Celebró su primera misa el 5 de mayo de 1849, solicitó y obtuvo permiso para ir como misionero a Bolivia, donde deseaba llevar una vida oculta y austera. En el año 1870 fue propuesto para la sede episcopal de la ciudad de Buenos Aires, pero su humildad le lleva a considerarse indigno de esa tarea, por lo que decide dejar el país y peregrinar a Tierra Santa, Roma y Asís. 

Pocos documentos atestiguan el paso del beato por Tierra Santa. El primero es la carta que el entonces ministro general fray Bernardino de Portogruaro envía al Custodio de Tierra Santa, fray Gaudenzio da Matelica, el 7 de junio de 1876, avisándole de la llegada del fraile a Jerusalén: precisamente en esta carta se puede leer sobre la propuesta episcopal, de la que huía el beato.  Otro testimonio es el registro de las misas en San Salvador, en el que se ve claramente la firma del beato que solía celebrar misas por las intenciones de los hermanos laicos.

Su “Diario de recuerdos” permite profundizar en su vida en Tierra Santa y en los aspectos que quedaron grabados en el corazón del fraile. Como él mismo relata en su diario, su peregrinación estuvo impregnada de oración, pero también de trabajos cotidianos humildes dentro de los santuarios que le albergaban.

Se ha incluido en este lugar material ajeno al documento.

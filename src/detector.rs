use std::path::Path;

use serde::{Deserialize, Serialize};
use tracing::debug;

use crate::models::{LicenseSource, PackageRecord};

/// License file names checked inside a package directory, in order.
pub const LICENSE_FILES: &[&str] = &["LICENSE", "LICENSE.md", "MIT-LICENSE.txt"];

/// A phrase that identifies a license when found in its canonical text.
#[derive(Debug, Clone, PartialEq, Eq, Serialize, Deserialize)]
pub struct LicenseSignature {
    pub license: String,
    pub text: String,
}

pub fn default_signatures() -> Vec<LicenseSignature> {
    [
        (
            "BSD",
            "Redistributions in binary form must reproduce the above copyright notice,",
        ),
        ("MIT", "Permission is hereby granted, free of charge,"),
    ]
    .into_iter()
    .map(|(license, text)| LicenseSignature {
        license: license.to_string(),
        text: text.to_string(),
    })
    .collect()
}

pub fn default_license_files() -> Vec<String> {
    LICENSE_FILES.iter().map(|s| s.to_string()).collect()
}

/// Outcome of license detection for one package.
#[derive(Debug, Clone, PartialEq, Eq)]
pub struct Detection {
    pub license: Option<String>,
    pub source: LicenseSource,
}

impl Detection {
    fn unknown() -> Self {
        Self {
            license: None,
            source: LicenseSource::Unknown,
        }
    }
}

/// Finds the most specific license a package exposes.
#[derive(Debug, Clone)]
pub struct LicenseDetector {
    files: Vec<String>,
    signatures: Vec<LicenseSignature>,
}

impl Default for LicenseDetector {
    fn default() -> Self {
        Self::new(default_license_files(), default_signatures())
    }
}

impl LicenseDetector {
    pub fn new(files: Vec<String>, signatures: Vec<LicenseSignature>) -> Self {
        Self { files, signatures }
    }

    /// License declared in the package's manifest, falling back to license
    /// files on disk when the manifest declares nothing.
    pub fn detect(&self, record: &PackageRecord) -> Detection {
        match &record.declared_license {
            Some(license) => Detection {
                license: Some(license.clone()),
                source: record.source,
            },
            None => self.sniff(&record.install_path),
        }
    }

    /// Match the first existing license file against the signature table.
    ///
    /// Only the first file found is read. Signatures are tried in table order
    /// and the first match wins.
    pub fn sniff(&self, install_path: &Path) -> Detection {
        let Some(file) = self
            .files
            .iter()
            .map(|name| install_path.join(name))
            .find(|candidate| candidate.is_file())
        else {
            return Detection::unknown();
        };

        let text = match std::fs::read(&file) {
            Ok(bytes) => String::from_utf8_lossy(&bytes).into_owned(),
            Err(err) => {
                debug!("cannot read {}: {}", file.display(), err);
                return Detection::unknown();
            }
        };

        match self.signatures.iter().find(|sig| text.contains(&sig.text)) {
            Some(sig) => {
                debug!("{} matches the {} signature", file.display(), sig.license);
                Detection {
                    license: Some(sig.license.clone()),
                    source: LicenseSource::LicenseFile,
                }
            }
            None => {
                debug!("{} matches no known license text", file.display());
                Detection::unknown()
            }
        }
    }
}
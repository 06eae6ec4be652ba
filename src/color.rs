//! Hex color parsing and formatting for command-line color arguments
//!
//! Supports `#RGB`, `#RGBA`, `#RRGGBB` and `#RRGGBBAA`.

use image::Rgba;
use thiserror::Error;

/// Error type for color parsing failures
#[derive(Debug, Clone, PartialEq, Eq, Error)]
pub enum ColorError {
    /// Input string was empty
    #[error("empty color string")]
    Empty,
    /// Input string doesn't start with '#'
    #[error("color must start with '#'")]
    MissingHash,
    /// Invalid length (must be 3, 4, 6, or 8 hex chars after #)
    #[error("invalid color length {0}, expected 3, 4, 6, or 8")]
    InvalidLength(usize),
    /// Contains non-hex characters
    #[error("invalid hex character '{0}'")]
    InvalidHex(char),
}

/// Parse a hex color string into an RGBA color.
///
/// Short forms double each digit (`#F00` is `#FF0000`). Alpha defaults to 255
/// when omitted.
///
/// # Examples
///
/// ```
/// use sprite_locator::color::parse_color;
///
/// assert_eq!(parse_color("#F00").unwrap(), image::Rgba([255, 0, 0, 255]));
/// assert_eq!(parse_color("#FFFFFF00").unwrap(), image::Rgba([255, 255, 255, 0]));
/// ```
///
/// # Errors
///
/// Returns `ColorError` if the input is not a well-formed hex color.
pub fn parse_color(s: &str) -> Result<Rgba<u8>, ColorError> {
    if s.is_empty() {
        return Err(ColorError::Empty);
    }
    let hex = s.strip_prefix('#').ok_or(ColorError::MissingHash)?;

    let digits = hex.chars().map(parse_hex_digit).collect::<Result<Vec<u8>, _>>()?;

    match digits.as_slice() {
        [r, g, b] => Ok(Rgba([r * 17, g * 17, b * 17, 255])),
        [r, g, b, a] => Ok(Rgba([r * 17, g * 17, b * 17, a * 17])),
        [r1, r0, g1, g0, b1, b0] => Ok(Rgba([r1 * 16 + r0, g1 * 16 + g0, b1 * 16 + b0, 255])),
        [r1, r0, g1, g0, b1, b0, a1, a0] => {
            Ok(Rgba([r1 * 16 + r0, g1 * 16 + g0, b1 * 16 + b0, a1 * 16 + a0]))
        }
        _ => Err(ColorError::InvalidLength(digits.len())),
    }
}

/// Format a color as `#RRGGBBAA`
pub fn format_color(color: Rgba<u8>) -> String {
    let [r, g, b, a] = color.0;
    format!("#{:02X}{:02X}{:02X}{:02X}", r, g, b, a)
}

/// Parse a single hex digit (0-9, A-F, a-f) to u8 (0-15)
fn parse_hex_digit(c: char) -> Result<u8, ColorError> {
    match c {
        '0'..='9' => Ok(c as u8 - b'0'),
        'a'..='f' => Ok(c as u8 - b'a' + 10),
        'A'..='F' => Ok(c as u8 - b'A' + 10),
        _ => Err(ColorError::InvalidHex(c)),
    }
}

Años más tarde, de vuelta a Argentina y consagrado obispo de Córdoba, el fraile volvió a escribir sobre Jerusalén dedicándole palabras de amor. “Cientos de veces caminé por tus calles, desde el lugar de la antigua Aelia hasta el fondo del valle de Josafat; muchas veces te contemplé desde lo alto del Monte de los Olivos así como desde el lugar donde acamparon todos tus conquistadores; rodeé tus murallas, miré desde la distancia tus cúpulas y almenas, penetré en tus sombrías necrópolis; durante un año y medio respiré tu aire y contemplé tu días y tus noches; tu ardiente sol y tu melancólica luna, y siempre y en todas partes no vi más que la ciudad de Dios, oprimida por la ingratitud humana; nunca percibí rabia en ti, sino los lamentos de la más bella y desolada de las criaturas. Jerusalén, ¡hubiera deseado tanto terminar mis días a la sombra triste y solemne de tus ruinas!; pero el Señor, tu Rey, no lo quiso y tuve que regresar donde se fui honrado sin ningún mérito. Ruego a dios que me conceda el bien inestimable de hacerme partícipe de tu suerte, que es la suerte de todos los santos: ser noble y desolada, como tú eres, ¡oh, querida Jerusalén!